Meta-analysis fine-mapping is often miscalibrated at single-variant resolution
Masahiro Kanai, Masahiro Kanai, Roy Elzur, Wei Zhou, Wei Zhou, Masahiro Kanai, Masahiro Kanai, Kuan-Han Wu, Humaira Rasheed, Kristin Tsuo, Jibril Hirbo, Ying Wang, Arjun Bhattacharya, Huiling Zhao, Shinichi Namba, Ida Surakka, Brooke N. Wolford, Valeria Lo Faro, Esteban A. Lopera-Maya, Kristi Läll, Marie-Julie Favé, Juulia Partanen, Sinéad B. Chapman, Juha Karjalainen, Mitja Kurki, Mutaamba Maasha, Ben Brumpton, Sameer Chavan, Tzu‐Ting Chen, Michelle Daya, Yi Ding, Yen‐Chen Anne Feng, Lindsay Guare, Christopher R. Gignoux, Sarah E. Graham, Whitney Hornsby, Nathan Ingold, Said I. Ismail, Ruth Johnson, Triin Laisk, Kuang Lin, Jun Lv, Iona Y. Millwood, Sonia Moreno–Grau, Kisung Nam, Priit Palta, Anita Pandit, Michael Preuß, Chadi Saad, Shefali Setia-Verma, Unnur Þorsteinsdóttir, Jasmina Uzunović, Anurag Verma, Matthew Zawistowski, Xue Zhong, Nahla Afifi, Kawthar Al-Dabhani, Asma Al Thani, Yuki Bradford, Archie Campbell, Kristy Crooks, Geertruida H. de Bock, Scott M. Damrauer, Nicholas J. Douville, Sarah Finer, Lars G. Fritsche, Eleni Fthenou, Gilberto Gonzalez-Arroyo, Chris Griffiths, Yu Guo, Karen A. Hunt, Alexander Ioannidis, Nomdo M. Jansonius, Takahiro Konuma, Ming Ta Michael Lee, Arturo Lopez-Pineda, Yuta Matsuda, Riccardo E. Marioni, Babak Moatamed, Marco A. Nava-Aguilar, Kensuke Numakura, Snehal Patil, Nicholas Rafaels, Anne Richmond, Agustin Rojas‐Muñoz, Jonathan Shortt, Péter Straub, Ran Tao, Brett Vanderwerff, Manvi Vernekar, Yogasudha Veturi, Kathleen C. Barnes, Marike Boezen, Zhengming Chen, Chia‐Yen Chen, Judy H. Cho, George Davey Smith, Hilary K. Finucane, Lude Franke, Eric R. Gamazon
Abstract
Meta-analysis is pervasively used to combine multiple genome-wide association studies (GWASs). Fine-mapping of meta-analysis studies is typically performed as in a single-cohort study. Here, we first demonstrate that heterogeneity (e.g., of sample size, phenotyping, imputation) hurts calibration of meta-analysis fine-mapping. We propose a summary statistics-based quality-control (QC) method, suspicious loci analysis of meta-analysis summary statistics (SLALOM), that identifies suspicious loci for meta-analysis fine-mapping by detecting outliers in association statistics. We validate SLALOM in simulations and the GWAS Catalog. Applying SLALOM to 14 meta-analyses from the Global Biobank Meta-analysis Initiative (GBMI), we find that 67% of loci show suspicious patterns that call into question fine-mapping accuracy.

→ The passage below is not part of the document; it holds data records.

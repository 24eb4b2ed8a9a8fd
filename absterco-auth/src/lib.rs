//! # absterco-auth
//!
//! Admin session gate. A client id token is verified with the
//! [`IdentityProvider`], checked against the [`AdminAllowList`] and exchanged
//! for a signed session cookie. In development the gate can run in bypass
//! mode, which hands out a fixed mock administrator instead.

pub mod allowlist;
pub mod cookie;
pub mod gate;
pub mod options;
pub mod provider;
pub mod session;
pub mod strategy;

pub use allowlist::{AdminAllowList, StaticAllowList};
pub use cookie::{parse_cookie, read_cookie, SessionCookie};
pub use gate::{SessionGate, VerifiedSession, ADMINISTRATORS_ONLY};
pub use options::{AuthOptions, CookieOptions, Environment, IdTokenOptions, SameSite, SessionOptions};
pub use provider::{IdentityProvider, JwtIdentityProvider, VerifiedIdentity};
pub use session::{RejectReason, SessionContext, SessionState, TransitionError, UserSnapshot, VerificationResult};
pub use strategy::{AuthStrategy, BypassStrategy, VerifiedStrategy};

These predicted suspicious loci are significantly depleted for having nonsynonymous variants as lead variant (2.7×; Fisher’s exact p = 7.3 × 10−4). We find limited evidence of fine-mapping improvement in the GBMI meta-analyses compared with individual biobanks. We urge extreme caution when interpreting fine-mapping results from meta-analysis of heterogeneous cohorts.